[Dataset entries]
____
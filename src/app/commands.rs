//! Inbound commands to the application service.

use crate::events::ButtonId;

/// One accepted button press, as the application core sees it.
#[derive(Debug, Clone, Copy, PartialEq, Eq)]
pub enum AppCommand {
    /// SW1: next speed level (wraps to brake).
    AdvanceSpeed,
    /// SW2: flip between forward and backward.
    ToggleDirection,
}

impl From<ButtonId> for AppCommand {
    fn from(button: ButtonId) -> Self {
        match button {
            ButtonId::Speed => Self::AdvanceSpeed,
            ButtonId::Direction => Self::ToggleDirection,
        }
    }
}
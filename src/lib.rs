//! TwinMotor firmware library.
//!
//! Dual brushed-DC motor control: two PWM channels on one shared
//! timebase, an H-bridge for direction and two debounced buttons driving
//! a speed/direction state machine.  Exposes the pure-logic modules and
//! the host simulation adapters for integration testing.

#![deny(unused_must_use)]

pub mod adapters;
pub mod app;
pub mod config;
pub mod drivers;
pub mod error;
pub mod events;
pub mod fsm;
pub mod pins;
pub mod safety;

pub use error::{Error, Result};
____
### Instructions for the task
Find the string "application" in the records, then copy each line where it occurs.

### Reply
//! Inbound commands to the application service.
/// One accepted button press, as the application core sees it.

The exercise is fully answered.